“Las calles y banquetas, los principales espacios públicos de una ciudad, constituyen sus órganos más vitales”.
Jane Jacobs, autora.

Si a alguien hay que dar el crédito de que Nueva York sea la espléndida y vibrante ciudad que es hoy en día, es a Jane Jacobs, una pequeña mujer, sin estudios en arquitectura o planeación urbana, que en 1934 se muda a la ciudad para vivir en las calles de Hudson en la zona conocida como Greenwich Village, donde trabaja como secretaria en una tienda de dulces y comienza a escribir de manera independiente sobre la ciudad que la rodea para las revistas Q y Vogue y para el periódico New York Herald Tribune.

En 1961 publica su libro “Vida y Muerte de las Grandes Ciudades Norteamericanas” desatando un ataque feroz a los principios con que ya se estaban construyendo las “ciudades modernas”, confrontando a las vacas sagradas del “Urbanismo del siglo XX” y desmantelando sin piedad sus teorías y prácticas, cambiando por completo, con un lenguaje claro y accesible, los conceptos sobre planeación urbana y reinventando la manera de cómo el mundo debería ver la ciudad, mostrando claramente con un irrefutable sentido común cómo en la medida en que políticos y constructores iban avanzando, iban matando simultáneamente la vida y alma de las ciudades, robándoles la esencia de la experiencia urbana.

Jacobs critica a todos esos urbanistas centrados en la arquitectura grandiosa y solitaria, sembrando edificios aislados, recreo y orgullo de arquitectos y millonarios, creyendo que el hombre busca el orden, el silencio, la soledad y la monotonía, sin darse cuenta de que es precisamente ese aparente desorden, el ruido, la diversidad de construcciones, el dinamismo de las clases sociales y la mezcla de usos la que hace latir el corazón de barrios y ciudades de la mano de sus ciudadanos. Ella nos dice: “Las intrincadas mezclas de diferentes usos en las ciudades no son una forma de caos. Por el contrario, representan una forma compleja y altamente desarrollada de orden”.

Los enfrentamientos de Jacobs con el poderoso Robert Moses, el “maestro constructor” de Nueva York, quien tenía ya en marcha varios proyectos de vías anchas y rápidas de 10 carriles para automóviles, desmembrando la ciudad en ambas direcciones y borrando del mapa el parque de la Plaza Washington, fueron batallas de David contra Goliat que movilizaron a los habitantes de los barrios afectados y acapararon fuertemente la atención de los medios en toda la Unión Americana; largas disputas de las que Jacobs salió victoriosa, mandando los proyectos de Moses al olvido.

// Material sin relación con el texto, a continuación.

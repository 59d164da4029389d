//! Progress reporting for scheduled tasks.
//!
//! The scheduler and the flow interpreter push [`ProgressEvent`]s into a
//! [`ProgressReporter`]. Delivery is at-least-once; every event carries a
//! per-task sequence number so consumers can drop duplicates.

pub mod bus;
pub mod memory;

use std::sync::Arc;

use async_trait::async_trait;
use chrono::{DateTime, Utc};
use rpa_core_types::{ErrorInfo, NodeId, RpaError, TaskId, TaskStatus};
use serde::{Deserialize, Serialize};
use tracing::warn;

pub use bus::{to_mpsc, BroadcastProgressReporter};
pub use memory::{InMemoryProgressReporter, ProgressStats, TaskView};

#[derive(Clone, Copy, Debug, Eq, PartialEq, Serialize, Deserialize)]
#[serde(rename_all = "snake_case")]
pub enum EventKind {
    /// Status transition of the task.
    Status,
    /// Pointer/progress update while running.
    Progress,
    /// Execution log line.
    Log,
}

/// One entry of the ordered per-task event stream.
#[derive(Clone, Debug, PartialEq, Serialize, Deserialize)]
pub struct ProgressEvent {
    pub task_id: TaskId,
    /// Strictly increasing per task; duplicates share the same value.
    pub seq: u64,
    pub kind: EventKind,
    pub status: TaskStatus,
    pub progress: u8,
    #[serde(default)]
    pub current_node: Option<NodeId>,
    #[serde(default)]
    pub message: Option<String>,
    #[serde(default)]
    pub error: Option<ErrorInfo>,
    pub recorded_at: DateTime<Utc>,
}

impl ProgressEvent {
    pub fn new(task_id: TaskId, seq: u64, kind: EventKind, status: TaskStatus, progress: u8) -> Self {
        Self {
            task_id,
            seq,
            kind,
            status,
            progress: progress.min(100),
            current_node: None,
            message: None,
            error: None,
            recorded_at: Utc::now(),
        }
    }

    pub fn with_node(mut self, node: Option<NodeId>) -> Self {
        self.current_node = node;
        self
    }

    pub fn with_message(mut self, message: impl Into<String>) -> Self {
        self.message = Some(message.into());
        self
    }

    pub fn with_error(mut self, error: Option<ErrorInfo>) -> Self {
        self.error = error;
        self
    }
}

#[async_trait]
pub trait ProgressReporter: Send + Sync {
    async fn report(&self, event: ProgressEvent) -> Result<(), RpaError>;
}

#[async_trait]
impl<R> ProgressReporter for Arc<R>
where
    R: ProgressReporter + ?Sized,
{
    async fn report(&self, event: ProgressEvent) -> Result<(), RpaError> {
        (**self).report(event).await
    }
}

/// Reporter that drops everything.
pub struct NoopProgressReporter;

impl NoopProgressReporter {
    pub fn new() -> Arc<dyn ProgressReporter> {
        Arc::new(Self)
    }
}

#[async_trait]
impl ProgressReporter for NoopProgressReporter {
    async fn report(&self, _event: ProgressEvent) -> Result<(), RpaError> {
        Ok(())
    }
}

/// Delivers each event to every sink in order. A failing sink is logged and
/// skipped so one broken consumer cannot stall the others.
#[derive(Default)]
pub struct FanoutReporter {
    sinks: Vec<Arc<dyn ProgressReporter>>,
}

impl FanoutReporter {
    pub fn new() -> Self {
        Self { sinks: Vec::new() }
    }

    pub fn with_sink(mut self, sink: Arc<dyn ProgressReporter>) -> Self {
        self.sinks.push(sink);
        self
    }

    pub fn len(&self) -> usize {
        self.sinks.len()
    }

    pub fn is_empty(&self) -> bool {
        self.sinks.is_empty()
    }
}

#[async_trait]
impl ProgressReporter for FanoutReporter {
    async fn report(&self, event: ProgressEvent) -> Result<(), RpaError> {
        for sink in &self.sinks {
            if let Err(err) = sink.report(event.clone()).await {
                warn!(task_id = %event.task_id, seq = event.seq, "progress sink failed: {err}");
            }
        }
        Ok(())
    }
}

#[cfg(test)]
mod tests {
    use super::*;

    struct FailingSink;

    #[async_trait]
    impl ProgressReporter for FailingSink {
        async fn report(&self, _event: ProgressEvent) -> Result<(), RpaError> {
            Err(RpaError::new("sink down"))
        }
    }

    #[tokio::test]
    async fn fanout_skips_failing_sink() {
        let memory = Arc::new(InMemoryProgressReporter::new(8));
        let fanout = FanoutReporter::new()
            .with_sink(Arc::new(FailingSink))
            .with_sink(memory.clone());
        let task = TaskId::from("t-1");
        fanout
            .report(ProgressEvent::new(
                task.clone(),
                1,
                EventKind::Status,
                TaskStatus::Running,
                0,
            ))
            .await
            .unwrap();
        assert_eq!(memory.recent_task(&task).len(), 1);
        assert_eq!(fanout.len(), 2);
    }

    #[test]
    fn progress_is_clamped() {
        let event = ProgressEvent::new(TaskId::new(), 1, EventKind::Progress, TaskStatus::Running, 250);
        assert_eq!(event.progress, 100);
    }
}
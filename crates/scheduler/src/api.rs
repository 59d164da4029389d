use std::sync::Arc;
use std::time::Duration;

use chrono::Utc;
use parking_lot::Mutex;
use rpa_core_types::{TaskId, TaskStatus};
use rpa_flow::{ActionExecutor, ExecutionState, FlowCatalog};
use rpa_lease_pool::LeasePool;
use rpa_progress::{NoopProgressReporter, ProgressReporter};
use tokio::sync::{mpsc, oneshot, Notify, Semaphore};
use tokio::time::{sleep_until, Instant};
use tracing::{info, warn};

use crate::error::SchedulerError;
use crate::metrics;
use crate::model::{RecoveryReport, SchedulerConfig, SchedulerStats, Task, TaskRecord, TaskSpec};
use crate::orchestrator::{dispatch_loop, pump_events, Inner, Workers};
use crate::retry::RetryPolicy;
use crate::runtime::{instant_for, PumpMsg, SchedulerState};

pub struct SchedulerBuilder {
    config: SchedulerConfig,
    policy: RetryPolicy,
    flows: Arc<FlowCatalog>,
    pool: Arc<LeasePool>,
    executor: Arc<dyn ActionExecutor>,
    reporter: Arc<dyn ProgressReporter>,
}

impl SchedulerBuilder {
    pub fn config(mut self, config: SchedulerConfig) -> Self {
        self.config = config;
        self
    }

    pub fn retry_policy(mut self, policy: RetryPolicy) -> Self {
        self.policy = policy;
        self
    }

    pub fn reporter(mut self, reporter: Arc<dyn ProgressReporter>) -> Self {
        self.reporter = reporter;
        self
    }

    pub fn build(self) -> Scheduler {
        let (events, rx) = mpsc::unbounded_channel();
        let slots = self.config.max_concurrent.max(1);
        let state = SchedulerState::new(events.clone(), self.config.log_capacity);
        Scheduler {
            inner: Arc::new(Inner {
                config: self.config,
                policy: self.policy,
                flows: self.flows,
                pool: self.pool,
                executor: self.executor,
                reporter: self.reporter,
                state: Mutex::new(state),
                wake: Notify::new(),
                changed: Notify::new(),
                slots: Arc::new(Semaphore::new(slots)),
                events,
                pump_rx: Mutex::new(Some(rx)),
                workers: tokio::sync::Mutex::new(None),
            }),
        }
    }
}

/// Handle to the task scheduler. Cloning is cheap and every clone drives the
/// same queue.
#[derive(Clone)]
pub struct Scheduler {
    inner: Arc<Inner>,
}

impl Scheduler {
    pub fn builder(
        flows: Arc<FlowCatalog>,
        pool: Arc<LeasePool>,
        executor: Arc<dyn ActionExecutor>,
    ) -> SchedulerBuilder {
        SchedulerBuilder {
            config: SchedulerConfig::default(),
            policy: RetryPolicy::default(),
            flows,
            pool,
            executor,
            reporter: NoopProgressReporter::new(),
        }
    }

    pub fn config(&self) -> &SchedulerConfig {
        &self.inner.config
    }

    pub fn retry_policy(&self) -> &RetryPolicy {
        &self.inner.policy
    }

    pub fn flows(&self) -> &Arc<FlowCatalog> {
        &self.inner.flows
    }

    pub fn pool(&self) -> &Arc<LeasePool> {
        &self.inner.pool
    }

    /// Validates the flow and environment references and queues the task as
    /// pending.
    pub fn submit(&self, spec: TaskSpec) -> Result<TaskId, SchedulerError> {
        let flow = self
            .inner
            .flows
            .get(&spec.flow)
            .ok_or_else(|| SchedulerError::InvalidReference(format!("unknown flow {}", spec.flow)))?;
        if !flow.flow().active {
            return Err(SchedulerError::InvalidReference(format!("flow {} is inactive", spec.flow)));
        }
        self.inner
            .pool
            .check_available(&spec.environment)
            .map_err(|err| SchedulerError::InvalidReference(err.to_string()))?;

        let now = Utc::now();
        let id = spec.id.unwrap_or_default();
        let ready_at = spec.scheduled_at.and_then(instant_for);
        let task = Task {
            id: id.clone(),
            name: spec.name,
            flow: spec.flow,
            flow_version: flow.version(),
            environment: spec.environment,
            status: TaskStatus::Pending,
            priority: spec.priority,
            progress: 0,
            execution: ExecutionState::start(&flow, &spec.variables),
            inputs: spec.variables,
            retry_count: 0,
            max_retries: spec.max_retries.unwrap_or(self.inner.config.default_max_retries),
            scheduled_at: spec.scheduled_at,
            ready_at: spec.scheduled_at.filter(|at| *at > now),
            created_at: now,
            updated_at: now,
            started_at: None,
            completed_at: None,
            last_error: None,
            attempts: Vec::new(),
            result: None,
            logs: Default::default(),
        };
        self.inner.state.lock().insert(task, 0, ready_at, "submitted")?;
        metrics::record_submitted();
        self.inner.notify_change();
        Ok(id)
    }

    /// Idempotent; returns the status after the call. A running task keeps
    /// `Running` until it reaches its next node boundary.
    pub fn cancel(&self, id: &TaskId) -> Result<TaskStatus, SchedulerError> {
        let status = self.inner.state.lock().cancel(id)?;
        self.inner.notify_change();
        Ok(status)
    }

    /// Takes effect at the next node boundary; the lease and worker slot are
    /// released and the execution state is kept for `resume`.
    pub fn pause(&self, id: &TaskId) -> Result<TaskStatus, SchedulerError> {
        self.inner.state.lock().pause(id)
    }

    pub fn resume(&self, id: &TaskId) -> Result<TaskStatus, SchedulerError> {
        let status = self.inner.state.lock().resume(id)?;
        self.inner.notify_change();
        Ok(status)
    }

    /// Re-queues a failed task that still has retry budget.
    pub fn retry(&self, id: &TaskId) -> Result<(), SchedulerError> {
        self.inner.state.lock().retry(id, &self.inner.flows)?;
        self.inner.notify_change();
        Ok(())
    }

    pub fn task(&self, id: &TaskId) -> Option<Task> {
        self.inner.state.lock().task(id)
    }

    pub fn tasks(&self) -> Vec<Task> {
        self.inner.state.lock().tasks()
    }

    /// Explicit deletion; only terminal tasks can be removed.
    pub fn remove(&self, id: &TaskId) -> Result<Task, SchedulerError> {
        self.inner.state.lock().remove(id)
    }

    /// Records of every non-terminal task, with the execution state saved at
    /// its last node boundary.
    pub fn export_recoverable(&self) -> Vec<TaskRecord> {
        self.inner.state.lock().export_recoverable()
    }

    /// Re-submits saved tasks as pending. A task resumes from its saved node
    /// pointer and variables; records whose references no longer resolve are
    /// rejected.
    pub fn recover(&self, records: Vec<TaskRecord>) -> RecoveryReport {
        let mut report = RecoveryReport::default();
        for record in records {
            let id = record.id.clone();
            match self.recover_one(record) {
                Ok(()) => report.recovered.push(id),
                Err(err) => {
                    warn!(target: "scheduler", task_id = %id, error = %err, "task not recovered");
                    report.rejected.push((id, err));
                }
            }
        }
        if !report.recovered.is_empty() {
            info!(target: "scheduler", recovered = report.recovered.len(), "tasks recovered");
            self.inner.notify_change();
        }
        report
    }

    fn recover_one(&self, record: TaskRecord) -> Result<(), SchedulerError> {
        if record.status.is_terminal() {
            return Err(SchedulerError::InvalidTransition {
                task: record.id,
                status: record.status,
                action: "recover",
            });
        }
        let flow = self
            .inner
            .flows
            .get(&record.flow)
            .ok_or_else(|| SchedulerError::InvalidReference(format!("unknown flow {}", record.flow)))?;
        if let Some(pointer) = &record.execution.pointer {
            if flow.node(pointer).is_none() {
                return Err(SchedulerError::InvalidReference(format!(
                    "node {pointer} not in flow {} version {}",
                    record.flow,
                    flow.version()
                )));
            }
        }
        self.inner
            .pool
            .check_available(&record.environment)
            .map_err(|err| SchedulerError::InvalidReference(err.to_string()))?;

        let now = Utc::now();
        let ready_at = record.scheduled_at.and_then(instant_for);
        let task = Task {
            id: record.id,
            name: record.name,
            flow: record.flow,
            flow_version: flow.version(),
            environment: record.environment,
            status: TaskStatus::Pending,
            priority: record.priority,
            progress: record.progress,
            inputs: record.inputs,
            execution: record.execution,
            retry_count: record.retry_count,
            max_retries: record.max_retries,
            scheduled_at: record.scheduled_at,
            ready_at: record.scheduled_at.filter(|at| *at > now),
            created_at: record.created_at,
            updated_at: now,
            started_at: record.started_at,
            completed_at: None,
            last_error: record.last_error,
            attempts: record.attempts,
            result: None,
            logs: Default::default(),
        };
        self.inner
            .state
            .lock()
            .insert(task, record.last_event_seq, ready_at, "recovered")?;
        metrics::record_submitted();
        Ok(())
    }

    /// Spawns the dispatcher and the progress pump. Calling it again is a
    /// no-op.
    pub async fn start(&self) {
        let mut workers = self.inner.workers.lock().await;
        if workers.is_some() {
            return;
        }
        let Some(rx) = self.inner.pump_rx.lock().take() else {
            return;
        };
        let pump = tokio::spawn(pump_events(Arc::clone(&self.inner.reporter), rx));
        let dispatcher = tokio::spawn(dispatch_loop(Arc::clone(&self.inner)));
        *workers = Some(Workers { dispatcher, pump });
        info!(
            target: "scheduler",
            max_concurrent = self.inner.config.max_concurrent,
            "scheduler started"
        );
    }

    /// Stops dispatching, asks running attempts to pause at their next node
    /// boundary and waits up to `grace` for them. Returns how many were still
    /// running when the grace period ran out.
    pub async fn shutdown(&self, grace: Duration) -> usize {
        self.inner.state.lock().begin_shutdown();
        self.inner.notify_change();

        let deadline = Instant::now() + grace;
        loop {
            let notified = self.inner.changed.notified();
            tokio::pin!(notified);
            notified.as_mut().enable();
            if self.inner.state.lock().running() == 0 {
                break;
            }
            tokio::select! {
                _ = &mut notified => {}
                _ = sleep_until(deadline) => break,
            }
        }

        self.inner.slots.close();
        self.flush().await;
        if let Some(workers) = self.inner.workers.lock().await.take() {
            workers.dispatcher.abort();
            workers.pump.abort();
        }
        let still_running = self.inner.state.lock().running();
        let destroyed = self.inner.pool.shutdown().await;
        info!(target: "scheduler", still_running, destroyed, "scheduler stopped");
        still_running
    }

    /// Resolves once nothing is running and the ready queue is empty, and
    /// every event emitted so far has reached the reporter. Paused tasks do
    /// not count as work. Needs a started scheduler.
    pub async fn wait_idle(&self) {
        loop {
            let notified = self.inner.changed.notified();
            tokio::pin!(notified);
            notified.as_mut().enable();
            if self.inner.state.lock().is_idle() {
                break;
            }
            notified.await;
        }
        self.flush().await;
    }

    /// Waits until events queued so far were handed to the reporter.
    pub async fn flush(&self) {
        if self.inner.workers.lock().await.is_none() {
            return;
        }
        let (done, wait) = oneshot::channel();
        if self.inner.events.send(PumpMsg::Flush(done)).is_ok() {
            let _ = wait.await;
        }
    }

    pub fn stats(&self) -> SchedulerStats {
        let available = self.inner.slots.available_permits();
        self.inner.state.lock().stats(available)
    }
}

Esto sucedió hace medio siglo, el mismo medio siglo en que políticos y constructores de todo el mundo, incluyendo Guanajuato, han estado tasajeando nuestras ciudades con anchas vialidades orientadas a una apuesta fallida a la movilidad en automóvil, expandiendo las ciudades y segregando usos y clases sociales. Las lecciones de esta mujer admirable no solo nos hacen ver la manera correcta de construir barrio y ciudad, ciudades para las personas, vida en las calles caminando a todas partes, ciudades en donde la florista, el abarrotero, el tintorero, el dueño de la fonda y los marchantes del mercado son gentes de carne y hueso con un nombre y una historia, banquetas en donde se saludan lo mismo el banquero, que el vecino, el estudiante o el bolero; su ejemplo también nos muestra -a los habitantes pasivos que somos- hasta dónde puede llegar la fuerza ciudadana y cómo una pequeña mujer armada con sentido común puede mover a la sociedad y detener las aberraciones de los poderosos.

Jacobs nos sugiere a todos:

“Tienen que salir y caminar. Caminando verán que muchos de los supuestos en que se basan sus proyectos están visiblemente equivocados”.